*** Opening of Given records ***
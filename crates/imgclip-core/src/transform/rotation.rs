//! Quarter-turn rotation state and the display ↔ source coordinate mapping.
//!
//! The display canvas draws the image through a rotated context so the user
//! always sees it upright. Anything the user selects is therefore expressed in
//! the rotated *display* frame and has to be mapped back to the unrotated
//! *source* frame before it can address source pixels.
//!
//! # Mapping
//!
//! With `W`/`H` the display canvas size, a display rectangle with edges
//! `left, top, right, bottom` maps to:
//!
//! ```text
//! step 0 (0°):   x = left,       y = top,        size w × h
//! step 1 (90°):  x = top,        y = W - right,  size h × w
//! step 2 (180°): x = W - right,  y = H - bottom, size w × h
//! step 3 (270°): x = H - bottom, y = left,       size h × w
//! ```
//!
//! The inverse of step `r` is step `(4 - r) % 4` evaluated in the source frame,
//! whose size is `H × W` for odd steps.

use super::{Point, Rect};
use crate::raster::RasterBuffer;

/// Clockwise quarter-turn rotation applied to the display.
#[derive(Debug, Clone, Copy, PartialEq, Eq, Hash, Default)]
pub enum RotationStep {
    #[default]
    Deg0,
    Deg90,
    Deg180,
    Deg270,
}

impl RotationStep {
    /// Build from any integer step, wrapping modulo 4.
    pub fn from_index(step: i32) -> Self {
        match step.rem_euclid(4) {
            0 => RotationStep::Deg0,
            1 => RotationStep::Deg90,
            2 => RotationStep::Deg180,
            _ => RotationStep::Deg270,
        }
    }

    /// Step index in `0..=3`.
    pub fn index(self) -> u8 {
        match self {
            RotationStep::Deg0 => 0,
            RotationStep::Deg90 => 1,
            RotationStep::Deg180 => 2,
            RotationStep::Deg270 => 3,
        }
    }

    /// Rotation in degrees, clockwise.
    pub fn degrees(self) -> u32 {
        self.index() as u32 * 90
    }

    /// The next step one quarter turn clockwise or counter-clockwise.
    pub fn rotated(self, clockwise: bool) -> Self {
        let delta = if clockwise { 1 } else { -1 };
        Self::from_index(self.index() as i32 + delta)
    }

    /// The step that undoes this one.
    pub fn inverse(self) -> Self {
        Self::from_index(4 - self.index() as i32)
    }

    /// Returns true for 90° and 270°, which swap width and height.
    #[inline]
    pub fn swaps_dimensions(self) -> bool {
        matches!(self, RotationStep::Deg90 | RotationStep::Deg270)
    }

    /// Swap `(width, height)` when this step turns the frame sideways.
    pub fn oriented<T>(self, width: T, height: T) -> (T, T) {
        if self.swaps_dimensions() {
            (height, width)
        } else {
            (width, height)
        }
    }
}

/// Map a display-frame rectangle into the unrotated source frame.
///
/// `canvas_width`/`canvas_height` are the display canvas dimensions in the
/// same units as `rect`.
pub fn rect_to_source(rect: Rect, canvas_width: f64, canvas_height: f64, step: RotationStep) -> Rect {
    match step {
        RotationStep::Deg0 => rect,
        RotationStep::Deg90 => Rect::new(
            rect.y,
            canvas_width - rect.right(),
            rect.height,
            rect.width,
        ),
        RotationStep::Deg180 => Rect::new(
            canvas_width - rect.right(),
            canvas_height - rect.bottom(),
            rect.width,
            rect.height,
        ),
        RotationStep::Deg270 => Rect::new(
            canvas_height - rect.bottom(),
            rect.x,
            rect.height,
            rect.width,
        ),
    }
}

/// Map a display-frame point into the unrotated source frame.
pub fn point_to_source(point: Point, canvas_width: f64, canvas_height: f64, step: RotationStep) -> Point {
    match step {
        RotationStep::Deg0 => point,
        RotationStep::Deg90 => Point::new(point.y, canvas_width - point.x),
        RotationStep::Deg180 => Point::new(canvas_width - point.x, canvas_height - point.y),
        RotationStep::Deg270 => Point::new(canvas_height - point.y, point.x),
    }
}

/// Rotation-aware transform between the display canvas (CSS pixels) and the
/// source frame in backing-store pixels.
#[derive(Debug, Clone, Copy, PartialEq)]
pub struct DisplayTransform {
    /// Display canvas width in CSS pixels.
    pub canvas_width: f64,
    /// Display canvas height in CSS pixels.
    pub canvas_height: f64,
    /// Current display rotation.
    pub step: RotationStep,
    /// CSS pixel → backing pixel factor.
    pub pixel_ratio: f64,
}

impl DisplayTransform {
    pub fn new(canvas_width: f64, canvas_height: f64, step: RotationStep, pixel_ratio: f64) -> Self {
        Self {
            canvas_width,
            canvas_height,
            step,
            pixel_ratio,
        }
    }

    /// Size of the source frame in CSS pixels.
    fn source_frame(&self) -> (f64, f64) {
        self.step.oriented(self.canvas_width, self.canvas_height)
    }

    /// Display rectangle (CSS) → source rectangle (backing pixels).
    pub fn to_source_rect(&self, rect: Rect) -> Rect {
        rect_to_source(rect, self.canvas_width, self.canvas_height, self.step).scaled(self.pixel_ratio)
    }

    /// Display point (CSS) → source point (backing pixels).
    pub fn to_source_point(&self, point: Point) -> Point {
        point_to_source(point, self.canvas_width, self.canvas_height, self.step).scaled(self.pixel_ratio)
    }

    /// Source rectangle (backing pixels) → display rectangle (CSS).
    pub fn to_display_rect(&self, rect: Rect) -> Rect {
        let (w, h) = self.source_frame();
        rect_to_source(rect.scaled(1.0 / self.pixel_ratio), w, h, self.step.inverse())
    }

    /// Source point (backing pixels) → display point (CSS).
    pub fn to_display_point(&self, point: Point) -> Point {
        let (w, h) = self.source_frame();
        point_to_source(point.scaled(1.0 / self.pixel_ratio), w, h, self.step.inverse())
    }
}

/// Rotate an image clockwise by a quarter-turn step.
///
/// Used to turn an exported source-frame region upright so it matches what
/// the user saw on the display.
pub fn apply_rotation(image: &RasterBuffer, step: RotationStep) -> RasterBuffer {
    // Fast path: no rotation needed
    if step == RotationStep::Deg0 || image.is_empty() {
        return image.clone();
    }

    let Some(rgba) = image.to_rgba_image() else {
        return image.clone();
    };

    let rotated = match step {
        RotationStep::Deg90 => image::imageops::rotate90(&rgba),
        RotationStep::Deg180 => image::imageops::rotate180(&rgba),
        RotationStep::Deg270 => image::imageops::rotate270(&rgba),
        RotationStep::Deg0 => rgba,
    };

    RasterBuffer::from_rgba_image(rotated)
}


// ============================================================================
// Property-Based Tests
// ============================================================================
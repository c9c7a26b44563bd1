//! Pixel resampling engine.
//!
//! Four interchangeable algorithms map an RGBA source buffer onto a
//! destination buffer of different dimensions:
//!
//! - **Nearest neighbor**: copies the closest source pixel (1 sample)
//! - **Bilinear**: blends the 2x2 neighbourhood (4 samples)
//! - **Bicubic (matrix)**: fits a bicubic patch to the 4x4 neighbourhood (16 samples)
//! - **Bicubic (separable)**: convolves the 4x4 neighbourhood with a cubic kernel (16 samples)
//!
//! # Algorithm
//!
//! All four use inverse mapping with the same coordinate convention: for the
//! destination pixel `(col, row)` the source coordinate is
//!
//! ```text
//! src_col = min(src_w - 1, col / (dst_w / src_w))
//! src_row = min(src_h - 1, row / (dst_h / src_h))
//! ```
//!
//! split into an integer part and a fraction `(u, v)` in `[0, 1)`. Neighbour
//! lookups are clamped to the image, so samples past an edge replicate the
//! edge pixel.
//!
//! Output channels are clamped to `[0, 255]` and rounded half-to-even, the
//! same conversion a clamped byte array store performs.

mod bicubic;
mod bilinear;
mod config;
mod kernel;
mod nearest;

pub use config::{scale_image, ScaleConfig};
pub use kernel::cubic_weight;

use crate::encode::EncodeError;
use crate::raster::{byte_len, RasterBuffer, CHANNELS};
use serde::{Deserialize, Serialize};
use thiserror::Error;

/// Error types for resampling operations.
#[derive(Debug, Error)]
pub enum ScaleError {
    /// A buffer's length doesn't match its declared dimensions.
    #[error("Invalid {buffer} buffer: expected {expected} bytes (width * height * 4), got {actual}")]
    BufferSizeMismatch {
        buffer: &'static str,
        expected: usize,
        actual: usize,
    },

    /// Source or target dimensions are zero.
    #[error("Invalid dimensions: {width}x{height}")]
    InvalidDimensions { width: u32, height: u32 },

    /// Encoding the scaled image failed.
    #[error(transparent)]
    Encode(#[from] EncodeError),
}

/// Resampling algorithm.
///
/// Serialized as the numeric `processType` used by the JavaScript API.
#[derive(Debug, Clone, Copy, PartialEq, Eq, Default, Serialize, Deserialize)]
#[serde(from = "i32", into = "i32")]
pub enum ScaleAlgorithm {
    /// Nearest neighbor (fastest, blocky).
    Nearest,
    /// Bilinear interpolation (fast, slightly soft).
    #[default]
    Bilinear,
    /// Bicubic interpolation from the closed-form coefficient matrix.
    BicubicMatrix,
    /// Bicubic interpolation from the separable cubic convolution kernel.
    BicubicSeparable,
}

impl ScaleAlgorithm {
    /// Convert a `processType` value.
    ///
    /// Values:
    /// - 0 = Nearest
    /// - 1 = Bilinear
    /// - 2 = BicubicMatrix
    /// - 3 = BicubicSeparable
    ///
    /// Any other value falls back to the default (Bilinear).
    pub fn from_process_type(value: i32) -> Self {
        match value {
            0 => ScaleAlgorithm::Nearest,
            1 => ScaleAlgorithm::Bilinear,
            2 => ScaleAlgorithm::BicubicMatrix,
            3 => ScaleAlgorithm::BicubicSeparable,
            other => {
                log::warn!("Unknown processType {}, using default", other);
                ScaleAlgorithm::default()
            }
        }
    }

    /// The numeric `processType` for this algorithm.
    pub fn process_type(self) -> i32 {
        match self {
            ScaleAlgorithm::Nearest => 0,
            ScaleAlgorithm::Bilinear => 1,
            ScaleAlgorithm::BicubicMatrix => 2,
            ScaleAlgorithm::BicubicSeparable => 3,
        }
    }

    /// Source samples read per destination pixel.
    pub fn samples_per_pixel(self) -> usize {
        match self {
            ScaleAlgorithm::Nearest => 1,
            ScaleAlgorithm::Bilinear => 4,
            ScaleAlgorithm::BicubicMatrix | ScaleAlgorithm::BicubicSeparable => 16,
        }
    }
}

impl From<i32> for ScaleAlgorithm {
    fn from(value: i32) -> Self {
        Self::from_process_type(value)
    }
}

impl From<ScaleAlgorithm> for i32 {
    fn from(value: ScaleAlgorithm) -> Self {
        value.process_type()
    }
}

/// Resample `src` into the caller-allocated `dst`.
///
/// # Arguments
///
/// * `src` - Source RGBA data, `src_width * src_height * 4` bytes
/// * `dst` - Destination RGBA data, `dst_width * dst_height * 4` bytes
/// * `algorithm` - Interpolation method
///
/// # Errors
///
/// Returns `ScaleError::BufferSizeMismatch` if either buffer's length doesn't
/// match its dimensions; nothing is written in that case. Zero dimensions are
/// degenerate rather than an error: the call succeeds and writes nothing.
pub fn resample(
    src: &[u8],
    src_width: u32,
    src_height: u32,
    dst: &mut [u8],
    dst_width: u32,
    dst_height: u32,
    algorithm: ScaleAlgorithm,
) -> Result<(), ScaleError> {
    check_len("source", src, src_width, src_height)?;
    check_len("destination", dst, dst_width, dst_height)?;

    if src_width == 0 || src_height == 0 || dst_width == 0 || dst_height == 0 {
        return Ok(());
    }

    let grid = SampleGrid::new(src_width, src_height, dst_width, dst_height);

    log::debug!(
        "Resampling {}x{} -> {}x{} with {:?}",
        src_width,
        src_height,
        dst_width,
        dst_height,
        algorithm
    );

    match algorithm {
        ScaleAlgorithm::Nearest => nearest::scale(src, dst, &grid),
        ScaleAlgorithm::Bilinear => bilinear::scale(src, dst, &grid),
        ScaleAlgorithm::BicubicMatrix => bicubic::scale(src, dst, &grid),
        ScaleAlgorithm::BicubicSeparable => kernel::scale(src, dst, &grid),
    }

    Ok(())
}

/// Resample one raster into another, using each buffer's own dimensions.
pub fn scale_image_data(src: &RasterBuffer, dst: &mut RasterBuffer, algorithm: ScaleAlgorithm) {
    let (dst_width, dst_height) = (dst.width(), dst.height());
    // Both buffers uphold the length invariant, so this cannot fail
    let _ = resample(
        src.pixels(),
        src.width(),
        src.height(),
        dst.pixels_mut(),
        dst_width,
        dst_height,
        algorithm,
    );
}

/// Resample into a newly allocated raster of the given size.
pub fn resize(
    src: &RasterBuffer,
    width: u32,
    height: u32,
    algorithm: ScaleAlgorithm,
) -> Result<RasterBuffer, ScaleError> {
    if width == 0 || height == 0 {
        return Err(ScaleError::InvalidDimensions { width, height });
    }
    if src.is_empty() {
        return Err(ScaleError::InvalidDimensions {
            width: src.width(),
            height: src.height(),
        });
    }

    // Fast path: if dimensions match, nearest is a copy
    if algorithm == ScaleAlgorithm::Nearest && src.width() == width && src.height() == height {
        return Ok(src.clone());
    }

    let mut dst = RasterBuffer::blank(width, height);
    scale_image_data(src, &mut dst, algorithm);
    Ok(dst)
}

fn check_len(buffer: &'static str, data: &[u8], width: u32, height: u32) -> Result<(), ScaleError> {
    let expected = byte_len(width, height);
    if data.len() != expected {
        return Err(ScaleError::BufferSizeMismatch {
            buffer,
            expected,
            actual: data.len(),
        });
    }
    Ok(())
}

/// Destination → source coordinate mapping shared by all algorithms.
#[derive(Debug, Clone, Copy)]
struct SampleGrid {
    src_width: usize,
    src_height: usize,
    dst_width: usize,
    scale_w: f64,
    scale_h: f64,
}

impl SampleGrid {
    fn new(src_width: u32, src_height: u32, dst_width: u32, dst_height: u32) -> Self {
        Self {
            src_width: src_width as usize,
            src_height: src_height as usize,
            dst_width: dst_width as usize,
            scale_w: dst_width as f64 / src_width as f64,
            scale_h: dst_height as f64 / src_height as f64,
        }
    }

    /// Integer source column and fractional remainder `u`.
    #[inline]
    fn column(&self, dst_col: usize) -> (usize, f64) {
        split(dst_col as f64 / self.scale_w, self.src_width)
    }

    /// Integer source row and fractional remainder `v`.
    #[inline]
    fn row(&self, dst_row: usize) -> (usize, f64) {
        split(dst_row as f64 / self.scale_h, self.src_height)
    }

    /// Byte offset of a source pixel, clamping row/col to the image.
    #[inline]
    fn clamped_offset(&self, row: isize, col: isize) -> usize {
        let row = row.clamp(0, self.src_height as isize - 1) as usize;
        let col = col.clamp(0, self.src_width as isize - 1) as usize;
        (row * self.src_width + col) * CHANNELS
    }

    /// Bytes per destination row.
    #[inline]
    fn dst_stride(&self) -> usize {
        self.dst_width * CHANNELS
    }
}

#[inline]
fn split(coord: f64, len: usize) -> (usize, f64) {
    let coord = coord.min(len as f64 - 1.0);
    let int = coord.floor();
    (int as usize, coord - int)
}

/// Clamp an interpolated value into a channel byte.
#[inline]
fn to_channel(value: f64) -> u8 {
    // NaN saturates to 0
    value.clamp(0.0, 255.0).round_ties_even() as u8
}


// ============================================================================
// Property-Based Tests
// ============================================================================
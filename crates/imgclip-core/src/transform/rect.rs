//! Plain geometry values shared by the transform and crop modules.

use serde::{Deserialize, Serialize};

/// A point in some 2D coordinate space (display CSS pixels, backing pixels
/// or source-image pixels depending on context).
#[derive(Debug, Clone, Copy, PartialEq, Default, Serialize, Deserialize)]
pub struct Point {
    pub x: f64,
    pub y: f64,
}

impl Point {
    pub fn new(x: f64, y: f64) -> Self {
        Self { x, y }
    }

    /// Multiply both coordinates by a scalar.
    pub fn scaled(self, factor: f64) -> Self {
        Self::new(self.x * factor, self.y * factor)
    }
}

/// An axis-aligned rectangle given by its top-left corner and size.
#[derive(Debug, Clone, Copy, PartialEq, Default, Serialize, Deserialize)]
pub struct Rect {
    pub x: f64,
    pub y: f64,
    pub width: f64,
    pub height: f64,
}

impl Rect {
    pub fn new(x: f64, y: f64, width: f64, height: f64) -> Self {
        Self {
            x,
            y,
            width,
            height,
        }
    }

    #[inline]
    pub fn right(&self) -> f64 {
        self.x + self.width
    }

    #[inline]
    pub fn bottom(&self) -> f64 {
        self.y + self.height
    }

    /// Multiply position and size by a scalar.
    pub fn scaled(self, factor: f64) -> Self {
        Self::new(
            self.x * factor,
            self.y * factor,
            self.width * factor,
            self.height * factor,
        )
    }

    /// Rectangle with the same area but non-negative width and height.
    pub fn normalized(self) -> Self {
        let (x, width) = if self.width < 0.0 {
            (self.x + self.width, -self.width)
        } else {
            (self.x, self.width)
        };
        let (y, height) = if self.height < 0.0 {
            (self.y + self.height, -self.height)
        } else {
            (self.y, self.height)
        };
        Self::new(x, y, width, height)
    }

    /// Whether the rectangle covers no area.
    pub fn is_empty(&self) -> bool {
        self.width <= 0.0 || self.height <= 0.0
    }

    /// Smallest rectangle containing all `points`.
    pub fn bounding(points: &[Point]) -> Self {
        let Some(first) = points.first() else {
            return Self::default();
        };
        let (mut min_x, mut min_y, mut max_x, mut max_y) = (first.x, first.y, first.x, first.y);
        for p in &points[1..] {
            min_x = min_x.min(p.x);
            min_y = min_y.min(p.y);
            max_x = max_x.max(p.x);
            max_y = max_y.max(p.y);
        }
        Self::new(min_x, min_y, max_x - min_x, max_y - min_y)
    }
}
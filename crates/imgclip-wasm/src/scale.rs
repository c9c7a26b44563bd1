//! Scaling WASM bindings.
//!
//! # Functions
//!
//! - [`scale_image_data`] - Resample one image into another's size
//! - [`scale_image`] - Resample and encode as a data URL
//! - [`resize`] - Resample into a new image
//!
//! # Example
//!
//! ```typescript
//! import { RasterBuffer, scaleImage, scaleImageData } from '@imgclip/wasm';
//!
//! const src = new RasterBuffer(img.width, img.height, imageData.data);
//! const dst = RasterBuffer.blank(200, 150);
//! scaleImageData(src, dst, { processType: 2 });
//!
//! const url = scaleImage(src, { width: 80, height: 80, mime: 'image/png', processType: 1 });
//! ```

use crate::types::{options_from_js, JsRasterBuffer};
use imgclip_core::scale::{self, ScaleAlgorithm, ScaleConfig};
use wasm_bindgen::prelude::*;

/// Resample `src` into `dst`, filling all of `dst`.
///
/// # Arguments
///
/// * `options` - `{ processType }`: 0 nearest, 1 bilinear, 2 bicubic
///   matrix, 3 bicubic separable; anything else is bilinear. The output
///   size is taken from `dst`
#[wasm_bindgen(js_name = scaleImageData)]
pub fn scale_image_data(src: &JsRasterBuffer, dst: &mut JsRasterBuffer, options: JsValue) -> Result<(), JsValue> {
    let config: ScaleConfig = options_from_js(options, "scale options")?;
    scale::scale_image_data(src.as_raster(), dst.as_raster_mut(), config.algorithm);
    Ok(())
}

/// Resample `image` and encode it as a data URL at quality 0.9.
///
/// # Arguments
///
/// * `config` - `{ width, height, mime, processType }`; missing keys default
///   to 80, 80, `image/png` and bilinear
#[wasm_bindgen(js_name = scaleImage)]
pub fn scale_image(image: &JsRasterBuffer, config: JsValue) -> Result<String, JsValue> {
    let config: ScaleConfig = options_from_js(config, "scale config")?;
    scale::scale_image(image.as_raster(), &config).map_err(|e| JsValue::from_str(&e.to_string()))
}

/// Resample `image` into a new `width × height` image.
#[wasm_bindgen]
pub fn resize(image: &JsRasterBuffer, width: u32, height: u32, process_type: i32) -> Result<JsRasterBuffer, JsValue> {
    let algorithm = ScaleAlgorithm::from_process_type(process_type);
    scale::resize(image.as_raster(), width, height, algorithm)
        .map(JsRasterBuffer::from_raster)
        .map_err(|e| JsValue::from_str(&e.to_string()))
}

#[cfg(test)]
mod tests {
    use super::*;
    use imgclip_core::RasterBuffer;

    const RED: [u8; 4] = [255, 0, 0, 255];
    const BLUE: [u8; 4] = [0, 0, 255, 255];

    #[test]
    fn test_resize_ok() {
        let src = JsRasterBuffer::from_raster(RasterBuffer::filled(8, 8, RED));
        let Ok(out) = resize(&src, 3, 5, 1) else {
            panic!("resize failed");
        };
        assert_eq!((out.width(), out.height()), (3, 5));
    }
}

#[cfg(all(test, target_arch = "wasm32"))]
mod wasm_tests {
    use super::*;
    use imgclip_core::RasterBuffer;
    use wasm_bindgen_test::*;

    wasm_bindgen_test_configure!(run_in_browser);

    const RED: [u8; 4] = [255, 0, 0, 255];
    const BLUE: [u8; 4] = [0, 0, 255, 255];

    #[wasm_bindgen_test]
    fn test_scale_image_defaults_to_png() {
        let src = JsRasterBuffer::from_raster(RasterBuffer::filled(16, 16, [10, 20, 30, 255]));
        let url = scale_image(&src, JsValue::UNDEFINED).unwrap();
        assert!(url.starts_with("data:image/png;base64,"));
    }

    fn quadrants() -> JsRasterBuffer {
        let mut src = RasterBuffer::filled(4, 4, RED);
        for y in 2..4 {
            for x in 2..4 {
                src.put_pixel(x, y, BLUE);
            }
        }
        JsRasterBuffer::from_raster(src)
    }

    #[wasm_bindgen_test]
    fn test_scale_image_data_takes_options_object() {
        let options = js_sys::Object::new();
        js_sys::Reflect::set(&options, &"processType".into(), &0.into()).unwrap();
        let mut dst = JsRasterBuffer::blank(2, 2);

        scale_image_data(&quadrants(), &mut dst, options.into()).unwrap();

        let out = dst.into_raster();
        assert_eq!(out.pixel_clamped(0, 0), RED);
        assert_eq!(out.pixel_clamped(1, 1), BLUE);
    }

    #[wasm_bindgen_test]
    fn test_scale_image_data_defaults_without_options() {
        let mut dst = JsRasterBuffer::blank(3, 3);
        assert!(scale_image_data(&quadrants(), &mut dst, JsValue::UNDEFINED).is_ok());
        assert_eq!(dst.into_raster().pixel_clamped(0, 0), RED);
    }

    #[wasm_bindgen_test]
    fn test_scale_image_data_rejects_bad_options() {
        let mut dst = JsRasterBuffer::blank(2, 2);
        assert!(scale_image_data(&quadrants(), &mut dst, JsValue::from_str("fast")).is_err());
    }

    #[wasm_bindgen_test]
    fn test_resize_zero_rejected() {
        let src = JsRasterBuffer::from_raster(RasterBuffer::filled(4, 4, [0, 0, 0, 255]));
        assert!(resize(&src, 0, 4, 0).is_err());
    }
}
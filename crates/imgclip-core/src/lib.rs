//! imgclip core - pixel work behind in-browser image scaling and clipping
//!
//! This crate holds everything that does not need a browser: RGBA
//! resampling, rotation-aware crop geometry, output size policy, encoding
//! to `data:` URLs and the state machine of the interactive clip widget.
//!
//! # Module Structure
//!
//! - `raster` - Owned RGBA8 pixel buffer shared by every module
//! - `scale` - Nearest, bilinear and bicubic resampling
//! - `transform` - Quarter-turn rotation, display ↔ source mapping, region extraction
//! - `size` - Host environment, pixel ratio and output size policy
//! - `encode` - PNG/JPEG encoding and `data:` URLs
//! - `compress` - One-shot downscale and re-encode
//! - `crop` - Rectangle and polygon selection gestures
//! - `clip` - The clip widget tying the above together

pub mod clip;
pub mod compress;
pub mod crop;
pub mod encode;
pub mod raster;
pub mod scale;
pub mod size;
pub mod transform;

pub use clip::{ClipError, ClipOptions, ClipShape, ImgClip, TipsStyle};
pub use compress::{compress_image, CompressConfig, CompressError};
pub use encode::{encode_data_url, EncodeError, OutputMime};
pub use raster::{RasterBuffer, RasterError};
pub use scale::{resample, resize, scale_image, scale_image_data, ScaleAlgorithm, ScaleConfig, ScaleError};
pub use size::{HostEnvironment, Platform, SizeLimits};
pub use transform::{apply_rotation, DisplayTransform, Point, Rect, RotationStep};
*** Close of Given records ***
**Task brief**: The first line of the entries, the line with "to the display.", and every line between them should be retyped exactly, and nothing else.

**Exercise solution**:
filename crates/imgclip-core/src/transform/rotation.rs
//! Quarter-turn rotation state and the display ↔ source coordinate mapping.
//!
//! The display canvas draws the image through a rotated context so the user
//! always sees it upright. Anything the user selects is therefore expressed in
//! the rotated *display* frame and has to be mapped back to the unrotated
//! *source* frame before it can address source pixels.
//!
//! # Mapping
//!
//! With `W`/`H` the display canvas size, a display rectangle with edges
//! `left, top, right, bottom` maps to:
//!
//! ```text
//! step 0 (0°):   x = left,       y = top,        size w × h
//! step 1 (90°):  x = top,        y = W - right,  size h × w
//! step 2 (180°): x = W - right,  y = H - bottom, size w × h
//! step 3 (270°): x = H - bottom, y = left,       size h × w
//! ```
//!
//! The inverse of step `r` is step `(4 - r) % 4` evaluated in the source frame,
//! whose size is `H × W` for odd steps.

use super::{Point, Rect};
use crate::raster::RasterBuffer;

/// Clockwise quarter-turn rotation applied to the display.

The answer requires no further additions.